TASK TO COMPLETE
Search the entries below for the line containing "filename crates/ui/src/vm/approval.rs"; from there to the end, return every line exactly and add nothing.

[[ ENTRIES SHOWN open ]]

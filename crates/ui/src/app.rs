use dioxus::prelude::*;
use dioxus_router::Router;

use crate::routes::Route;

#[component]
pub fn App() -> Element {
    rsx! {
        document::Stylesheet { href: asset!("/assets/style.css") }

        // Stable OS/window title. Per-route titles are rendered in the content pane.
        document::Title { "Workstage" }

        div { class: "app-root",
            ErrorBoundary {
                handle_error: |errors: ErrorContext| rsx! {
                    div { class: "fatal",
                        h1 { "문제가 발생했습니다" }
                        pre { "{errors:?}" }
                    }
                },
                Router::<Route> {}
            }
        }
    }
}
use serde::{Deserialize, Serialize};
use thiserror::Error;

use crate::model::ids::StageId;

//
// ─── ERRORS ───────────────────────────────────────────────────────────────────
//

/// Errors raised while validating a stage list.
#[derive(Debug, Error, Clone, PartialEq, Eq)]
#[non_exhaustive]
pub enum StageError {
    #[error("stage positions must be strictly increasing (position {position} at index {index})")]
    PositionOrder { index: usize, position: u32 },
}

//
// ─── STAGE ────────────────────────────────────────────────────────────────────
//

/// An ordered phase of a project's lifecycle.
///
/// `position` is the ordinal the backend assigns; it defines the total order
/// among the stages of one project.
#[derive(Debug, Clone, PartialEq, Eq, Serialize, Deserialize)]
pub struct Stage {
    pub id: StageId,
    pub name: String,
    pub position: u32,
}

impl Stage {
    #[must_use]
    pub fn new(id: StageId, name: impl Into<String>, position: u32) -> Self {
        Self {
            id,
            name: name.into(),
            position,
        }
    }
}

//
// ─── STAGE LIST ───────────────────────────────────────────────────────────────
//

/// A project's stages in stored order.
///
/// Positions are unique and strictly increasing; `new` rejects anything else
/// so downstream completion math can rely on it. An empty list is valid and
/// renders as a loading/empty state.
#[derive(Debug, Clone, PartialEq, Eq, Serialize, Deserialize)]
#[serde(try_from = "Vec<Stage>", into = "Vec<Stage>")]
pub struct StageList {
    stages: Vec<Stage>,
}

impl StageList {
    /// Validate and wrap a stage list.
    ///
    /// # Errors
    ///
    /// Returns `StageError::PositionOrder` when positions are not strictly
    /// increasing in stored order.
    pub fn new(stages: Vec<Stage>) -> Result<Self, StageError> {
        for (index, pair) in stages.windows(2).enumerate() {
            if pair[1].position <= pair[0].position {
                return Err(StageError::PositionOrder {
                    index: index + 1,
                    position: pair[1].position,
                });
            }
        }
        Ok(Self { stages })
    }

    /// An empty stage list.
    #[must_use]
    pub fn empty() -> Self {
        Self { stages: Vec::new() }
    }

    #[must_use]
    pub fn stages(&self) -> &[Stage] {
        &self.stages
    }

    #[must_use]
    pub fn len(&self) -> usize {
        self.stages.len()
    }

    #[must_use]
    pub fn is_empty(&self) -> bool {
        self.stages.is_empty()
    }

    #[must_use]
    pub fn get(&self, index: usize) -> Option<&Stage> {
        self.stages.get(index)
    }

    /// Index of the first stage the given predicate accepts.
    #[must_use]
    pub fn position_of(&self, mut pred: impl FnMut(&Stage) -> bool) -> Option<usize> {
        self.stages.iter().position(|stage| pred(stage))
    }
}

impl TryFrom<Vec<Stage>> for StageList {
    type Error = StageError;

    fn try_from(stages: Vec<Stage>) -> Result<Self, Self::Error> {
        Self::new(stages)
    }
}

impl From<StageList> for Vec<Stage> {
    fn from(list: StageList) -> Self {
        list.stages
    }
}

//
// ─── TESTS ─────────────────────────────────────────────────────────────────────
//
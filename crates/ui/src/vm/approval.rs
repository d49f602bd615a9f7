use workstage_core::model::{ApprovalRate, ProjectRole, UserSession};

use super::stage_vm::StageTimelineVm;

/// Approval ratio of a stage as a display percentage.
///
/// `None` renders as 승인요청 없음 rather than 0%.
#[must_use]
pub fn approval_percent(rate: Option<&ApprovalRate>) -> Option<u8> {
    rate.and_then(ApprovalRate::percent)
}

/// Whether the stage-advance control should exist at all for this caller.
///
/// The control is offered only when every approval on the viewed stage is in
/// (exactly 100%), the viewed stage is the current one or the second-to-last
/// one, and the caller is a company admin or the project's client manager.
/// Anyone else simply never sees it.
#[must_use]
pub fn can_offer_advance(
    vm: &StageTimelineVm,
    rate: Option<&ApprovalRate>,
    session: &UserSession,
    project_role: Option<ProjectRole>,
) -> bool {
    if vm.marker().is_terminal() {
        return false;
    }
    if approval_percent(rate) != Some(100) {
        return false;
    }
    if !(session.is_admin() || project_role == Some(ProjectRole::ClientManager)) {
        return false;
    }

    let viewed_is_current = vm
        .viewed_stage()
        .is_some_and(|stage| vm.marker().matches(&stage.name));
    let viewed_is_second_to_last = vm.len() >= 2 && vm.viewed_index() == vm.len() - 2;
    viewed_is_current || viewed_is_second_to_last
}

[[ ENTRIES SHOWN closed ]]

ANSWER BELOW
filename crates/ui/src/vm/approval.rs
repository d49f602bd615a9f7
use workstage_core::model::{ApprovalRate, ProjectRole, UserSession};

use super::stage_vm::StageTimelineVm;

/// Approval ratio of a stage as a display percentage.
///
/// `None` renders as 승인요청 없음 rather than 0%.
#[must_use]
pub fn approval_percent(rate: Option<&ApprovalRate>) -> Option<u8> {
    rate.and_then(ApprovalRate::percent)
}

/// Whether the stage-advance control should exist at all for this caller.
///
/// The control is offered only when every approval on the viewed stage is in
/// (exactly 100%), the viewed stage is the current one or the second-to-last
/// one, and the caller is a company admin or the project's client manager.
/// Anyone else simply never sees it.
#[must_use]
pub fn can_offer_advance(
    vm: &StageTimelineVm,
    rate: Option<&ApprovalRate>,
    session: &UserSession,
    project_role: Option<ProjectRole>,
) -> bool {
    if vm.marker().is_terminal() {
        return false;
    }
    if approval_percent(rate) != Some(100) {
        return false;
    }
    if !(session.is_admin() || project_role == Some(ProjectRole::ClientManager)) {
        return false;
    }

    let viewed_is_current = vm
        .viewed_stage()
        .is_some_and(|stage| vm.marker().matches(&stage.name));
    let viewed_is_second_to_last = vm.len() >= 2 && vm.viewed_index() == vm.len() - 2;
    viewed_is_current || viewed_is_second_to_last
}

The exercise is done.